Das Verfahren der TUB-Forscher Günther Clauss, Florian Sprenger und Sascha Kosleck arbeitet auch bei starkem Seegang zuverlässig, weil es den Abschöpfvorgang in das ruhigere Innere des Schiffes verlegt. Dabei nutzt es die gleichen Zusammenhänge, mit denen auch andere Systeme versuchen, Öl und Wasser zu trennen: Die Flüssigkeiten mischen sich kaum und Öl ist leichter als Wasser. Ist das Meer glatt, schwimmt das Öl als Film auf dem Wasser und lässt sich - zumindest theoretisch - einfach abschöpfen. Ist das Wasser dagegen bewegt, schöpft ein herkömmliches System auf dem Wellenberg Luft und im Wellental sehr viel Wasser mit sehr wenig Öl.

Die TUB-Forscher dämpfen dagegen den Seegang mit einer speziellen Form des Schiffsbugs. Der Bug hat an jeder Seite Leitflügel, die den Ölfilm unter den Rumpf leiten. Dabei walzt der Bug die Wellen einfach platt. Nun muss nur noch eine Klappe im vorderen Teil des Rumpfes geöffnet werden, die einen relativ schmalen Schlitz verschließt, der in ein "Moonpool" genanntes Becken im Schiffsinneren führt. Durch den Schlitz fließt zwar nicht nur der Ölfilm in den Moonpool, sondern auch Wasser. Beim Eintritt in das Becken bildet sich aber gleichzeitig ein leichter Wirbel, der das ohnehin leichtere Öl nach oben beschleunigt. Im oberen Teil des Moonpools bildet sich so eine viel dickere Ölschicht als sie vorher auf dem Meer schwamm.

Spezielle Speichertanks

Darunter befindet sich Wasser, das kaum noch Öl enthält, und durch einen Auslauf wieder ins Meer zurückfließt. Das Öl wird in Speichertanks zwischengelagert und später in einen seitlich andockenden Tanker gepumpt, der es für eine Weiterverwendung in einen Hafen transportiert.
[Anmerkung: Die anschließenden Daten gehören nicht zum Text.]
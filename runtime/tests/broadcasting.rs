//! Integration tests for Store action broadcasting
//!
//! Observers see terminal events only after the reducer applied them, which is
//! what the presentation layer relies on when it re-reads state on each event.

#![allow(clippy::unwrap_used, clippy::expect_used, clippy::panic)] // Test code can use unwrap/expect/panic

use admin_console_core::{effect::Effect, reducer::Reducer, smallvec, SmallVec};
use admin_console_runtime::{Store, StoreError};
use std::time::Duration;

#[derive(Debug, Clone, PartialEq)]
enum SyncAction {
    /// Start a multi-page sync for a region
    StartSync { region: u8 },
    /// One page arrived
    PageLoaded { region: u8, page: u32 },
    /// Sync finished (terminal)
    SyncCompleted { region: u8 },
    /// Sync failed (terminal, never produced here)
    SyncFailed { region: u8 },
}

#[derive(Debug, Clone, Default)]
struct SyncState {
    pages: Vec<(u8, u32)>,
    completed: Vec<u8>,
}

#[derive(Clone)]
struct SyncEnvironment;

#[derive(Clone)]
struct SyncReducer;

fn next_page(region: u8, page: u32) -> Effect<SyncAction> {
    Effect::run(async move {
        tokio::time::sleep(Duration::from_millis(5)).await;
        SyncAction::PageLoaded { region, page }
    })
}

impl Reducer for SyncReducer {
    type State = SyncState;
    type Action = SyncAction;
    type Environment = SyncEnvironment;

    fn reduce(
        &self,
        state: &mut Self::State,
        action: Self::Action,
        _env: &Self::Environment,
    ) -> SmallVec<[Effect<Self::Action>; 4]> {
        match action {
            SyncAction::StartSync { region } => smallvec![next_page(region, 1)],
            SyncAction::PageLoaded { region, page } => {
                state.pages.push((region, page));
                if page < 3 {
                    smallvec![next_page(region, page + 1)]
                } else {
                    smallvec![Effect::run(async move { SyncAction::SyncCompleted { region } })]
                }
            },
            SyncAction::SyncCompleted { region } => {
                state.completed.push(region);
                smallvec![Effect::None]
            },
            SyncAction::SyncFailed { .. } => smallvec![Effect::None],
        }
    }
}

fn store() -> Store<SyncState, SyncAction, SyncEnvironment, SyncReducer> {
    Store::new(SyncState::default(), SyncReducer, SyncEnvironment)
}

#[tokio::test]
async fn test_wait_for_multi_step_completion() {
    let store = store();

    let result = store
        .send_and_wait_for(
            SyncAction::StartSync { region: 1 },
            |a| matches!(a, SyncAction::SyncCompleted { region: 1 }),
            Duration::from_secs(2),
        )
        .await
        .unwrap();

    assert_eq!(result, SyncAction::SyncCompleted { region: 1 });
    assert_eq!(store.state(|s| s.pages.clone()).await, vec![(1, 1), (1, 2), (1, 3)]);
    assert_eq!(store.state(|s| s.completed.clone()).await, vec![1]);
}

#[tokio::test]
async fn test_wait_for_event_that_never_arrives() {
    let store = store();

    let result = store
        .send_and_wait_for(
            SyncAction::StartSync { region: 2 },
            |a| matches!(a, SyncAction::SyncFailed { .. }),
            Duration::from_millis(50),
        )
        .await;

    assert!(matches!(result, Err(StoreError::Timeout)));
}

#[tokio::test]
async fn test_concurrent_waiters_are_independent() {
    let store = store();

    let mut handles = Vec::new();
    for region in 1..=4u8 {
        let store = store.clone();
        handles.push(tokio::spawn(async move {
            store
                .send_and_wait_for(
                    SyncAction::StartSync { region },
                    move |a| matches!(a, SyncAction::SyncCompleted { region: r } if *r == region),
                    Duration::from_secs(2),
                )
                .await
        }));
    }

    for handle in handles {
        assert!(handle.await.unwrap().is_ok());
    }

    let mut completed = store.state(|s| s.completed.clone()).await;
    completed.sort_unstable();
    assert_eq!(completed, vec![1, 2, 3, 4]);
}

#[tokio::test]
async fn test_subscriber_observes_every_feedback_action() {
    let store = store();
    let mut rx = store.subscribe_actions();

    store.send(SyncAction::StartSync { region: 7 }).await.unwrap();

    let mut seen = Vec::new();
    loop {
        let action = tokio::time::timeout(Duration::from_secs(2), rx.recv())
            .await
            .unwrap()
            .unwrap();
        let done = matches!(action, SyncAction::SyncCompleted { .. });
        seen.push(action);
        if done {
            break;
        }
    }

    // StartSync was sent directly and is not broadcast
    assert_eq!(seen.len(), 4);
    assert_eq!(seen[0], SyncAction::PageLoaded { region: 7, page: 1 });
}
Sprenger zufolge könnte ein einziges Schiff mit diesem System im Golf von Mexiko binnen 24 Stunden rund 322 Millionen Liter öliges Wasser aufnehmen und reinigen. "Das entspricht der dreifachen Menge, die in den Monaten seit dem Unglück insgesamt aus dem Golf von Mexiko geholt wurden", erklärt er.

Fragt sich nur noch, weshalb SOS, für dessen Vermarktung die Firma Futura-Ships in Kiel zuständig ist, nicht schon längst im Golf von Mexiko im Einsatz ist. Das System hat schließlich im Wellenkanal der TUB bereits seine Praxistauglichkeit bewiesen und das in Deutschland für die Ölbekämpfung zuständige "Havariekommando" in Cuxhaven überzeugt: Dort soll SOS nun angeschafft werden.